New Ford CEO will say what he'll do then do what he says

Ford's Jim HackettCommunications. They were mentioned several times during surprise new Ford CEO Jim Hackett’s first press call. Early reports this morning partly blamed an ‘inept communications strategy’ for former CEO Mark Fields’ early departure. Hackett wants to straighten out Ford and it seems communications is one of the areas he has in his targets. 

Fields, reckon commentators, didn’t clearly say what he was going to do, then procrastinated while doing it. Stuff didn’t get done. Enter Hackett to fix the doing and the saying. Work out what needs to be done, communicate this, then do it. Leadership 101. A return to Ford of the clarity of thinking most recently seen in the Mulally days. 

Ford on Motoring Research:

Ford people were inspired under Alan, said Ford chairman Bill Ford. Everyone was focused and could see where the business was going. They felt like they were directly playing a part in its turnaround. It seems that under Fields, this spirit was lost. Communications became one-way, top-down. People were not empowered. Decisions slowed. Ford became bloated again.

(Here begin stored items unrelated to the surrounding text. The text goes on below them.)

//! Core board types for the ninefold Sudoku engine.
//!
//! This crate provides the value types shared by the solver, generator, and
//! session crates:
//!
//! - [`Grid`]: the 9×9 board, storing `0` for empty cells and `1`-`9` for
//!   placed digits
//! - [`Cell`]: a row/column coordinate on the board
//! - [`House`]: a row, column, or 3×3 block
//! - [`DigitSet`]: a set of digits 1-9 backed by a 16-bit mask
//! - [`FixedMask`]: the given (unmodifiable) cells of a puzzle
//!
//! # Examples
//!
//! ```
//! use ninefold_core::{Cell, Grid};
//!
//! let mut grid = Grid::new();
//! grid.set(Cell::new(0, 0), 5);
//!
//! assert_eq!(grid.get(Cell::new(0, 0)), 5);
//! // A digit already present in a row is not a valid placement elsewhere
//! // in that row.
//! assert!(!grid.is_placement_valid(Cell::new(0, 8), 5));
//! ```

pub mod cell;
pub mod digit_set;
pub mod fixed_mask;
pub mod grid;
pub mod house;

pub use self::{
    cell::Cell,
    digit_set::DigitSet,
    fixed_mask::FixedMask,
    grid::{Grid, ParseGridError},
    house::House,
};

/// All sudoku digits in ascending order.
pub const DIGITS: [u8; 9] = [1, 2, 3, 4, 5, 6, 7, 8, 9];
//! Reproducible generation seeds.

use std::{fmt, str::FromStr};

use rand::{Rng as _, SeedableRng as _};
use rand_pcg::Pcg64;
use sha2::{Digest as _, Sha256};

/// Seed for one reproducible puzzle generation.
///
/// A seed is 32 bytes of entropy, displayed and parsed as 64 lowercase hex
/// digits. The same seed always produces the same puzzle, which makes
/// generated puzzles shareable and bug reports replayable.
///
/// Each generation phase derives its own RNG stream from the seed, so a
/// retry of one phase never disturbs the others.
#[derive(Debug, Clone, Copy, PartialEq, Eq, Hash)]
pub struct PuzzleSeed([u8; 32]);

impl PuzzleSeed {
    /// Wraps raw seed bytes.
    #[must_use]
    pub const fn from_bytes(bytes: [u8; 32]) -> Self {
        Self(bytes)
    }

    /// Draws a fresh seed from the thread RNG.
    #[must_use]
    pub fn random() -> Self {
        let mut bytes = [0; 32];
        rand::rng().fill_bytes(&mut bytes);
        Self(bytes)
    }

    /// Derives the RNG for one generation phase.
    ///
    /// The stream is keyed by the seed, a phase label, and the attempt
    /// counter, so every phase of every attempt is independent.
    pub(crate) fn phase_rng(&self, label: &str, attempt: u32) -> Pcg64 {
        let mut hasher = Sha256::new();
        hasher.update(self.0);
        hasher.update(label.as_bytes());
        hasher.update(attempt.to_le_bytes());
        Pcg64::from_seed(hasher.finalize().into())
    }
}

impl fmt::Display for PuzzleSeed {
    fn fmt(&self, f: &mut fmt::Formatter<'_>) -> fmt::Result {
        for byte in self.0 {
            write!(f, "{byte:02x}")?;
        }
        Ok(())
    }
}

/// Error from parsing a [`PuzzleSeed`] from a hex string.
#[derive(Debug, Clone, PartialEq, Eq, derive_more::Display, derive_more::Error)]
pub enum ParseSeedError {
    /// The input did not contain exactly 64 characters.
    #[display("expected 64 hex digits, found {count} characters")]
    BadLength {
        /// Number of characters found.
        count: usize,
    },
    /// A character was not a hex digit.
    #[display("invalid hex digit {character:?}")]
    BadCharacter {
        /// The offending character.
        character: char,
    },
}

impl FromStr for PuzzleSeed {
    type Err = ParseSeedError;

    fn from_str(s: &str) -> Result<Self, Self::Err> {
        let mut bytes = [0; 32];
        let mut chars = s.chars();
        for byte in &mut bytes {
            for _ in 0..2 {
                let Some(character) = chars.next() else {
                    return Err(ParseSeedError::BadLength {
                        count: s.chars().count(),
                    });
                };
                let Some(value) = hex_value(character) else {
                    return Err(ParseSeedError::BadCharacter { character });
                };
                *byte = (*byte << 4) | value;
            }
        }
        if chars.next().is_some() {
            return Err(ParseSeedError::BadLength {
                count: s.chars().count(),
            });
        }
        Ok(Self(bytes))
    }
}

fn hex_value(character: char) -> Option<u8> {
    character
        .to_digit(16)
        .and_then(|value| u8::try_from(value).ok())
}
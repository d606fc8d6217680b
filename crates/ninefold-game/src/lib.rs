//! Interactive sudoku game sessions.
//!
//! [`Session`] wraps a generated puzzle with everything a front end needs:
//! value entry with soft conflict feedback, pencil marks, undo and redo,
//! hints, completion tracking, a play clock, and save files. The
//! [`background`] module generates new puzzles off-thread so a UI can keep
//! rendering while the search runs.
//!
//! # Examples
//!
//! ```
//! use ninefold_game::{Session, SessionState};
//! use ninefold_generator::{GenerationConfig, PuzzleGenerator};
//!
//! let generated = PuzzleGenerator::new(GenerationConfig::default())
//!     .generate()
//!     .unwrap();
//! let mut session = Session::new();
//! session.start(generated);
//! assert_eq!(session.state(), SessionState::Playing);
//!
//! let hint = session.hint().unwrap();
//! assert_eq!(session.value_at(hint.cell), hint.digit);
//! session.undo().unwrap();
//! assert_eq!(session.value_at(hint.cell), 0);
//! ```

pub mod background;
mod clock;
mod error;
mod save;
mod session;

pub use self::{
    error::SessionError,
    save::CorruptSaveError,
    session::{CheckVerdict, Hint, Placement, Session, SessionState},
};
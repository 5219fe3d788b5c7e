use anyhow::Context;
use sqlx::SqlitePool;
use tracing::{info, warn};

use crate::{
    auth::{
        dto::SignupRequest,
        password::{hash_password, verify_password},
        repo_types::{NewUser, User},
    },
    error::AppError,
};

pub const USERNAME_TAKEN: &str = "Username already exists";
const SIGNUP_FAILED: &str = "Failed to create user";

/// Validates, hashes and persists a new user in its own transaction.
pub async fn signup(db: &SqlitePool, req: SignupRequest) -> Result<User, AppError> {
    let valid = req.validate()?;
    let password_hash = hash_password(&valid.password)?;
    let new = NewUser {
        username: valid.username,
        password_hash,
        image_url: valid.image_url,
        bio: valid.bio,
    };

    let mut tx = db
        .begin()
        .await
        .map_err(|e| AppError::storage(SIGNUP_FAILED, e))?;
    let user = User::insert(&mut *tx, &new).await.map_err(signup_error)?;
    tx.commit()
        .await
        .map_err(|e| AppError::storage(SIGNUP_FAILED, e))?;

    info!(user_id = user.id, username = %user.username, "user registered");
    Ok(user)
}

fn signup_error(e: sqlx::Error) -> AppError {
    let unique = matches!(&e, sqlx::Error::Database(db_err) if db_err.is_unique_violation());
    if unique {
        AppError::Conflict(USERNAME_TAKEN.into())
    } else {
        AppError::storage(SIGNUP_FAILED, e)
    }
}

/// Checks credentials. Unknown user and wrong password are indistinguishable
/// to the caller.
pub async fn authenticate(
    db: &SqlitePool,
    username: Option<&str>,
    password: Option<&str>,
) -> Result<User, AppError> {
    let (Some(username), Some(password)) = (username, password) else {
        warn!("login without credentials");
        return Err(AppError::Unauthorized);
    };

    let Some(user) = User::find_by_username(db, username)
        .await
        .context("find user by username")?
    else {
        warn!(%username, "login unknown username");
        return Err(AppError::Unauthorized);
    };

    if !verify_password(password, &user.password_hash)? {
        warn!(%username, user_id = user.id, "login invalid password");
        return Err(AppError::Unauthorized);
    }

    Ok(user)
}

/// The user behind a session id, or 401 when the record is gone.
pub async fn session_user(db: &SqlitePool, user_id: i64) -> Result<User, AppError> {
    User::find_by_id(db, user_id)
        .await
        .context("find user by id")?
        .ok_or_else(|| {
            warn!(user_id, "session refers to a missing user");
            AppError::Unauthorized
        })
}
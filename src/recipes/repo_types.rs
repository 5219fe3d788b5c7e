use sqlx::FromRow;

use crate::auth::dto::Profile;

#[derive(Debug, Clone, FromRow)]
pub struct Recipe {
    pub id: i64,
    pub title: String,
    pub instructions: String,
    pub minutes_to_complete: Option<i64>,
    pub user_id: i64,
}

/// A validated recipe awaiting its owner.
#[derive(Debug)]
pub struct NewRecipe {
    pub title: String,
    pub instructions: String,
    pub minutes_to_complete: Option<i64>,
}

/// Recipe joined to its owner. Owner columns are NULL when the user row is
/// missing.
#[derive(Debug, FromRow)]
pub struct RecipeWithOwnerRow {
    pub id: i64,
    pub title: String,
    pub instructions: String,
    pub minutes_to_complete: Option<i64>,
    pub owner_id: Option<i64>,
    pub owner_username: Option<String>,
    pub owner_image_url: Option<String>,
    pub owner_bio: Option<String>,
}

impl RecipeWithOwnerRow {
    pub fn owner(&self) -> Option<Profile> {
        let (Some(id), Some(username)) = (self.owner_id, self.owner_username.clone()) else {
            return None;
        };
        Some(Profile {
            id,
            username,
            image_url: self.owner_image_url.clone(),
            bio: self.owner_bio.clone(),
        })
    }
}
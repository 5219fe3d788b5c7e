use axum::{
    extract::rejection::JsonRejection,
    http::StatusCode,
    response::{IntoResponse, Response},
    Json,
};
use serde::Serialize;
use thiserror::Error;
use tracing::{error, warn};

/// Every failure a handler can surface to a client.
#[derive(Debug, Error)]
pub enum AppError {
    #[error("{0}")]
    Validation(String),

    #[error("{0}")]
    Conflict(String),

    /// A rejected write. Only `message` reaches the client.
    #[error("{message}")]
    Storage {
        message: &'static str,
        #[source]
        source: sqlx::Error,
    },

    #[error("Unauthorized")]
    Unauthorized,

    #[error("Not found")]
    NotFound,

    #[error(transparent)]
    Internal(#[from] anyhow::Error),
}

#[derive(Debug, Serialize)]
pub struct ErrorBody {
    pub error: String,
}

impl AppError {
    pub fn validation(msg: impl Into<String>) -> Self {
        Self::Validation(msg.into())
    }

    pub fn storage(message: &'static str, source: sqlx::Error) -> Self {
        Self::Storage { message, source }
    }

    pub fn status(&self) -> StatusCode {
        match self {
            Self::Validation(_) | Self::Conflict(_) | Self::Storage { .. } => {
                StatusCode::UNPROCESSABLE_ENTITY
            }
            Self::Unauthorized => StatusCode::UNAUTHORIZED,
            Self::NotFound => StatusCode::NOT_FOUND,
            Self::Internal(_) => StatusCode::INTERNAL_SERVER_ERROR,
        }
    }
}

impl IntoResponse for AppError {
    fn into_response(self) -> Response {
        let status = self.status();
        let message = match &self {
            Self::Storage { message, source } => {
                error!(error = %source, "{message}");
                (*message).to_string()
            }
            Self::Internal(e) => {
                error!(error = ?e, "internal error");
                "Internal server error".to_string()
            }
            Self::Validation(msg) | Self::Conflict(msg) => {
                warn!(%status, "{msg}");
                msg.clone()
            }
            other => other.to_string(),
        };

        (status, Json(ErrorBody { error: message })).into_response()
    }
}

impl From<JsonRejection> for AppError {
    fn from(rejection: JsonRejection) -> Self {
        Self::Validation(rejection.body_text())
    }
}

impl From<tower_sessions::session::Error> for AppError {
    fn from(e: tower_sessions::session::Error) -> Self {
        Self::Internal(anyhow::Error::new(e).context("session store"))
    }
}

#[cfg(test)]
mod tests {
    use super::*;
    use http_body_util::BodyExt;

    async fn render(err: AppError) -> (StatusCode, serde_json::Value) {
        let res = err.into_response();
        let status = res.status();
        let bytes = res.into_body().collect().await.unwrap().to_bytes();
        (status, serde_json::from_slice(&bytes).unwrap())
    }

    #[tokio::test]
    async fn unauthorized_has_fixed_body() {
        let (status, body) = render(AppError::Unauthorized).await;
        assert_eq!(status, StatusCode::UNAUTHORIZED);
        assert_eq!(body, serde_json::json!({ "error": "Unauthorized" }));
    }

    #[tokio::test]
    async fn conflict_and_validation_are_unprocessable() {
        let (status, body) = render(AppError::Conflict("Username already exists".into())).await;
        assert_eq!(status, StatusCode::UNPROCESSABLE_ENTITY);
        assert_eq!(body["error"], "Username already exists");

        let (status, body) = render(AppError::validation("Title is required")).await;
        assert_eq!(status, StatusCode::UNPROCESSABLE_ENTITY);
        assert_eq!(body["error"], "Title is required");
    }

    #[tokio::test]
    async fn storage_error_hides_driver_message() {
        let err = AppError::storage("Failed to create recipe", sqlx::Error::RowNotFound);
        let (status, body) = render(err).await;
        assert_eq!(status, StatusCode::UNPROCESSABLE_ENTITY);
        assert_eq!(body["error"], "Failed to create recipe");
    }

    #[tokio::test]
    async fn internal_error_is_opaque() {
        let err = AppError::Internal(anyhow::anyhow!("disk on fire at /var/lib/db"));
        let (status, body) = render(err).await;
        assert_eq!(status, StatusCode::INTERNAL_SERVER_ERROR);
        assert_eq!(body["error"], "Internal server error");
    }

    #[tokio::test]
    async fn not_found_body() {
        let (status, body) = render(AppError::NotFound).await;
        assert_eq!(status, StatusCode::NOT_FOUND);
        assert_eq!(body["error"], "Not found");
    }
}
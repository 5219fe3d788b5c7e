use sqlx::{Executor, Sqlite, SqliteConnection};

use crate::auth::repo_types::{NewUser, User};

impl User {
    /// Find a user by username.
    pub async fn find_by_username<'e, E>(db: E, username: &str) -> sqlx::Result<Option<User>>
    where
        E: Executor<'e, Database = Sqlite>,
    {
        sqlx::query_as::<_, User>(
            r#"
            SELECT id, username, password_hash, image_url, bio
            FROM users
            WHERE username = ?
            "#,
        )
        .bind(username)
        .fetch_optional(db)
        .await
    }

    pub async fn find_by_id<'e, E>(db: E, id: i64) -> sqlx::Result<Option<User>>
    where
        E: Executor<'e, Database = Sqlite>,
    {
        sqlx::query_as::<_, User>(
            r#"
            SELECT id, username, password_hash, image_url, bio
            FROM users
            WHERE id = ?
            "#,
        )
        .bind(id)
        .fetch_optional(db)
        .await
    }

    /// Insert a new user inside the caller's transaction.
    pub async fn insert(conn: &mut SqliteConnection, new: &NewUser) -> sqlx::Result<User> {
        sqlx::query_as::<_, User>(
            r#"
            INSERT INTO users (username, password_hash, image_url, bio)
            VALUES (?, ?, ?, ?)
            RETURNING id, username, password_hash, image_url, bio
            "#,
        )
        .bind(&new.username)
        .bind(&new.password_hash)
        .bind(&new.image_url)
        .bind(&new.bio)
        .fetch_one(conn)
        .await
    }
}
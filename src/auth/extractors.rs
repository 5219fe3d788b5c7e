use axum::{extract::FromRequestParts, http::request::Parts};
use tower_sessions::Session;
use tracing::warn;

use crate::error::AppError;

/// Session key holding the authenticated user's id.
pub const USER_ID_KEY: &str = "user_id";

/// The user id carried by the request's session; rejects with 401 otherwise.
#[derive(Debug, Clone, Copy)]
pub struct CurrentUser(pub i64);

impl<S> FromRequestParts<S> for CurrentUser
where
    S: Send + Sync,
{
    type Rejection = AppError;

    async fn from_request_parts(parts: &mut Parts, state: &S) -> Result<Self, Self::Rejection> {
        let session = Session::from_request_parts(parts, state)
            .await
            .map_err(|(status, msg)| AppError::Internal(anyhow::anyhow!("{msg} ({status})")))?;

        session_user_id(&session)
            .await?
            .map(CurrentUser)
            .ok_or(AppError::Unauthorized)
    }
}

/// Reads `user_id` from the session. A value that does not decode as an id
/// counts as no session at all.
pub async fn session_user_id(session: &Session) -> Result<Option<i64>, AppError> {
    match session.get::<i64>(USER_ID_KEY).await {
        Ok(id) => Ok(id),
        Err(tower_sessions::session::Error::SerdeJson(e)) => {
            warn!(error = %e, "undecodable user_id in session");
            Ok(None)
        }
        Err(e) => Err(e.into()),
    }
}

/// Binds the session to `user_id` under a fresh session id.
pub async fn establish(session: &Session, user_id: i64) -> Result<(), AppError> {
    session.cycle_id().await?;
    session.insert(USER_ID_KEY, user_id).await?;
    Ok(())
}
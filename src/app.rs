use axum::{
    body::Body,
    http::{Request, Response},
    routing::get,
    Router,
};
use tower_http::{cors::CorsLayer, trace::TraceLayer};
use tower_sessions::{cookie::SameSite, Expiry, MemoryStore, SessionManagerLayer};

use crate::{auth, error::AppError, recipes, state::AppState};

/// Name of the signed session cookie.
pub const SESSION_COOKIE: &str = "session";

pub fn build_app(state: AppState) -> Router {
    let session_cfg = &state.config.session;
    let session_layer = SessionManagerLayer::new(MemoryStore::default())
        .with_name(SESSION_COOKIE)
        .with_http_only(true)
        .with_secure(session_cfg.cookie_secure)
        .with_same_site(SameSite::Lax)
        .with_expiry(Expiry::OnInactivity(time::Duration::minutes(
            i64::from(session_cfg.ttl_minutes),
        )))
        .with_signed(state.session_key.clone());

    Router::new()
        .merge(auth::router())
        .merge(recipes::router())
        .route("/health", get(|| async { "ok" }))
        .fallback(not_found)
        .layer(session_layer)
        .with_state(state)
        .layer(CorsLayer::permissive())
        .layer(
            TraceLayer::new_for_http()
                .make_span_with(|req: &Request<Body>| {
                    let method = req.method().clone();
                    let uri = req.uri().clone();
                    tracing::info_span!(
                        "http_request",
                        %method,
                        uri = %uri,
                        status = tracing::field::Empty
                    )
                })
                .on_response(
                    |res: &Response<Body>, latency: std::time::Duration, span: &tracing::Span| {
                        let status = res.status();
                        span.record("status", tracing::field::display(status));
                        let latency_ms = latency.as_millis() as u64;
                        if status.is_server_error() {
                            tracing::error!(%status, latency_ms, "response");
                        } else {
                            tracing::info!(%status, latency_ms, "response");
                        }
                    },
                ),
        )
}

async fn not_found() -> AppError {
    AppError::NotFound
}

pub async fn serve(app: Router, addr: &str) -> anyhow::Result<()> {
    let listener = tokio::net::TcpListener::bind(addr).await?;
    tracing::info!("listening on {}", listener.local_addr()?);
    axum::serve(listener, app)
        .with_graceful_shutdown(shutdown_signal())
        .await?;
    Ok(())
}

async fn shutdown_signal() {
    if let Err(e) = tokio::signal::ctrl_c().await {
        tracing::error!(error = %e, "failed to listen for shutdown signal");
        std::future::pending::<()>().await;
    }
    tracing::info!("shutdown signal received");
}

The share price reflected this. Investors and analysts presumably saw a traditional company doing traditional things, lacking the vibrancy of upstarts such as Tesla, and valued it accordingly: the share price declined 40 percent under Fields’ leadership. “This is a time of unprecedented change,” said Bill Ford during the call. The last thing you need is a slow-moving giant, unable to decide what to do, never mind do it. “The fitness of the business is always an objective,” said Hackett, pointedly. An oblique reference to how it got fat and lazy under Fields? 

There’s Hackett’s task. Energise Ford again. Get Ford people communicating and working together. Get Ford communicating the exciting things it’s doing to outsiders. Again: work out what it’s going to do, then say what it’s going to do, then do what it says.

The to-do list is formidable. Hackett needs to convince Wall St Ford’s on top of the transition from building cars to building mobility solutions, is working on a way to stay relevant in a future world of car sharing, will get on top of building electric cars and autonomous cars in volume, can fix glaring holes in its model range, address recent quality issues, assure people its future in Europe is secure – all without focusing solely on short-term measures to boost the share price. Improvements there will come, said Hackett, if you get your house in order. 

He’s certainly confident. “My biggest challenge is to help everyone see the future and see their opportunity within it.” He said Ford has just as much of a right “to win there” as anyone, and the firm doesn’t have to cede that to anyone. Before then notably namechecking Tesla…

If Hackett succeeds, we may just have a business leadership case study developing before our eyes. Is Hackett Alan Mulally Mk2? Ford will certainly be hoping so – and it sounds like it won’t be long before we start to see if he is.